ABOUT THIS TASK >> The word "space" marks the lines to find; copy every such line from the data below.

===== MATERIAL SUPPLIED

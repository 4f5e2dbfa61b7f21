//! Thermal mass in a naturally ventilated space.
//!
//! [`VentilatedMass`] evaluates the [`timescale`] diagnostics for a slab of
//! mass inside a room that is forced by a periodic outdoor temperature and
//! flushed by stack ventilation.

use twine_core::Model;
use uom::si::{
    f64::{
        Area, Length, MassDensity, Ratio, SpecificHeatCapacity, TemperatureCoefficient,
        TemperatureInterval, ThermodynamicTemperature, Time, Volume, VolumeRate,
    },
    mass_density::kilogram_per_cubic_meter,
    ratio::ratio,
    specific_heat_capacity::joule_per_kilogram_kelvin,
    temperature_coefficient::per_kelvin,
    thermodynamic_temperature::kelvin,
    volume_rate::cubic_meter_per_second,
};

use crate::support::lumped::{DomainError, Material, functional, timescale};

/// Specific gas constant of dry air, J/kg·K.
const AIR_GAS_CONSTANT: f64 = 287.053;

/// Specific heat of dry air at constant pressure, J/kg·K.
const AIR_SPECIFIC_HEAT: f64 = 1005.0;

/// Standard atmospheric pressure, Pa.
const ATMOSPHERIC_PRESSURE: f64 = 101_325.0;

/// The air filling the ventilated space.
#[derive(Debug, Clone, Copy, PartialEq)]
pub struct InteriorAir {
    pub volume: Volume,
    pub density: MassDensity,
    pub specific_heat: SpecificHeatCapacity,
}

impl InteriorAir {
    /// Dry air at atmospheric pressure, treated as an ideal gas.
    ///
    /// Properties are not validated here. A non-physical temperature
    /// surfaces as a [`DomainError`] when the model is called.
    #[must_use]
    pub fn dry_air(volume: Volume, temperature: ThermodynamicTemperature) -> Self {
        let density = ATMOSPHERIC_PRESSURE / (AIR_GAS_CONSTANT * temperature.get::<kelvin>());
        Self {
            volume,
            density: MassDensity::new::<kilogram_per_cubic_meter>(density),
            specific_heat: SpecificHeatCapacity::new::<joule_per_kilogram_kelvin>(
                AIR_SPECIFIC_HEAT,
            ),
        }
    }
}

/// A ventilation opening driven by the stack effect.
#[derive(Debug, Clone, Copy, PartialEq)]
pub struct StackVent {
    /// Effective open area.
    pub area: Area,

    /// Height of the neutral pressure plane above the opening.
    pub neutral_height: Length,

    /// Volumetric expansion coefficient of the air.
    pub expansion_coefficient: TemperatureCoefficient,
}

impl StackVent {
    /// A vent in ideal-gas air, whose expansion coefficient is `1 / T`.
    #[must_use]
    pub fn ideal_gas(
        area: Area,
        neutral_height: Length,
        reference_temperature: ThermodynamicTemperature,
    ) -> Self {
        Self {
            area,
            neutral_height,
            expansion_coefficient: TemperatureCoefficient::new::<per_kelvin>(
                1.0 / reference_temperature.get::<kelvin>(),
            ),
        }
    }
}

/// Thermal mass inside a space with periodic forcing and stack ventilation.
///
/// # Example
///
/// ```
/// use thermal_mass_models::{
///     models::thermal::{InteriorAir, StackVent, VentilatedMass, VentilationState},
///     support::lumped::Material,
/// };
/// use twine_core::Model;
/// use uom::si::{
///     area::square_meter,
///     f64::{Area, Length, TemperatureInterval, ThermodynamicTemperature, Time, Volume},
///     length::meter,
///     ratio::ratio,
///     temperature_interval::kelvin,
///     thermodynamic_temperature::degree_celsius,
///     time::hour,
///     volume::cubic_meter,
/// };
///
/// let room_temp = ThermodynamicTemperature::new::<degree_celsius>(20.0);
/// let model = VentilatedMass {
///     mass: Material::from_si(20.0, 2.0, 8.0, 1.4, 2300.0, 880.0).unwrap(),
///     air: InteriorAir::dry_air(Volume::new::<cubic_meter>(50.0), room_temp),
///     vent: StackVent::ideal_gas(
///         Area::new::<square_meter>(0.5),
///         Length::new::<meter>(1.5),
///         room_temp,
///     ),
///     forcing_period: Time::new::<hour>(24.0),
/// };
///
/// let scales = model
///     .call(&VentilationState {
///         elapsed: Time::new::<hour>(6.0),
///         delta_temp: TemperatureInterval::new::<kelvin>(4.0),
///     })
///     .unwrap();
///
/// assert!((scales.tau.get::<ratio>() - 0.25).abs() < 1e-12);
/// ```
#[derive(Debug, Clone, Copy, PartialEq)]
pub struct VentilatedMass {
    pub mass: Material,
    pub air: InteriorAir,
    pub vent: StackVent,
    pub forcing_period: Time,
}

/// Input to [`VentilatedMass`].
#[derive(Debug, Clone, Copy, PartialEq)]
pub struct VentilationState {
    /// Time since the start of the forcing cycle.
    pub elapsed: Time,

    /// Indoor minus outdoor air temperature.
    pub delta_temp: TemperatureInterval,
}

/// Time-scale ratios of a [`VentilatedMass`] at one instant.
#[derive(Debug, Clone, Copy, PartialEq)]
pub struct TimeScales {
    pub tau: Ratio,
    pub chi: Ratio,
    pub epsilon: Ratio,
    pub rn: VolumeRate,
    pub nu: Ratio,
}

impl Model for VentilatedMass {
    type Input = VentilationState;
    type Output = TimeScales;
    type Error = DomainError;

    fn call(&self, input: &Self::Input) -> Result<Self::Output, Self::Error> {
        let tau = timescale::tau(self.forcing_period, input.elapsed)?;
        let fourier = functional::fourier_number(&self.mass, input.elapsed)?;
        let biot = functional::biot_number(&self.mass)?;

        let scales = TimeScales {
            tau,
            chi: timescale::chi(tau, fourier, biot)?,
            epsilon: timescale::epsilon(
                self.air.volume,
                self.air.density,
                self.air.specific_heat,
                self.mass.area(),
                functional::characteristic_length(&self.mass)?,
                self.mass.density(),
                self.mass.specific_heat(),
            )?,
            rn: timescale::rn(
                self.vent.area,
                self.vent.expansion_coefficient,
                self.vent.neutral_height,
                input.delta_temp,
            )?,
            nu: timescale::nu(tau, fourier)?,
        };

        tracing::debug!(
            tau = scales.tau.get::<ratio>(),
            chi = scales.chi.get::<ratio>(),
            epsilon = scales.epsilon.get::<ratio>(),
            rn = scales.rn.get::<cubic_meter_per_second>(),
            nu = scales.nu.get::<ratio>(),
            "ventilated mass time scales"
        );

        Ok(scales)
    }
}

#[cfg(test)]
mod tests {
    use super::*;

    use approx::assert_relative_eq;
    use uom::si::{
        area::square_meter, length::meter, temperature_interval::kelvin as delta_kelvin,
        thermodynamic_temperature::degree_celsius, time::hour, volume::cubic_meter,
    };

    use crate::support::constraint::ConstraintError;

    fn room() -> VentilatedMass {
        let t = ThermodynamicTemperature::new::<kelvin>(300.0);
        VentilatedMass {
            mass: Material::from_si(20.0, 2.0, 8.0, 1.4, 2300.0, 880.0).unwrap(),
            air: InteriorAir::dry_air(Volume::new::<cubic_meter>(50.0), t),
            vent: StackVent::ideal_gas(
                Area::new::<square_meter>(0.5),
                Length::new::<meter>(2.0),
                t,
            ),
            forcing_period: Time::new::<hour>(24.0),
        }
    }

    fn state(hours: f64, delta_k: f64) -> VentilationState {
        VentilationState {
            elapsed: Time::new::<hour>(hours),
            delta_temp: TemperatureInterval::new::<delta_kelvin>(delta_k),
        }
    }

    #[test]
    fn dry_air_properties() {
        let air = InteriorAir::dry_air(
            Volume::new::<cubic_meter>(1.0),
            ThermodynamicTemperature::new::<degree_celsius>(20.0),
        );

        assert_relative_eq!(
            air.density.get::<kilogram_per_cubic_meter>(),
            1.204,
            epsilon = 1e-3
        );
        assert_relative_eq!(air.specific_heat.get::<joule_per_kilogram_kelvin>(), 1005.0);
    }

    #[test]
    fn hand_computed_scales() -> Result<(), DomainError> {
        let scales = room().call(&state(6.0, 3.0))?;

        let lc = 0.1;
        let alpha = 1.4 / (2300.0 * 880.0);
        let fo = alpha * 6.0 * 3600.0 / (lc * lc);
        let bi = 8.0 * lc / 1.4;
        let rho_air = 101_325.0 / (287.053 * 300.0);

        assert_relative_eq!(scales.tau.get::<ratio>(), 0.25, max_relative = 1e-12);
        assert_relative_eq!(scales.chi.get::<ratio>(), 0.25 / (fo * bi), max_relative = 1e-9);
        assert_relative_eq!(
            scales.epsilon.get::<ratio>(),
            50.0 * rho_air * 1005.0 / (20.0 * lc * 2300.0 * 880.0),
            max_relative = 1e-9
        );
        assert_relative_eq!(
            scales.rn.get::<cubic_meter_per_second>(),
            0.5 * (9.81 * 2.0 * 3.0 / 300.0_f64).sqrt(),
            max_relative = 1e-9
        );
        assert_relative_eq!(
            scales.nu.get::<ratio>(),
            (0.25 / (2.0 * fo)).sqrt(),
            max_relative = 1e-9
        );
        Ok(())
    }

    #[test]
    fn start_of_cycle_has_no_fourier_scale() {
        let err = room().call(&state(0.0, 3.0)).unwrap_err();
        assert_eq!(err.argument, "fourier number");
    }

    #[test]
    fn reversed_stack_is_rejected() {
        let err = room().call(&state(6.0, -3.0)).unwrap_err();
        assert_eq!(err, DomainError::new("stack radicand", ConstraintError::Negative));
    }
}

==========

OUTPUT FOR THIS TASK >>
//! Thermal mass in a naturally ventilated space.
/// The air filling the ventilated space.
/// Thermal mass inside a space with periodic forcing and stack ventilation.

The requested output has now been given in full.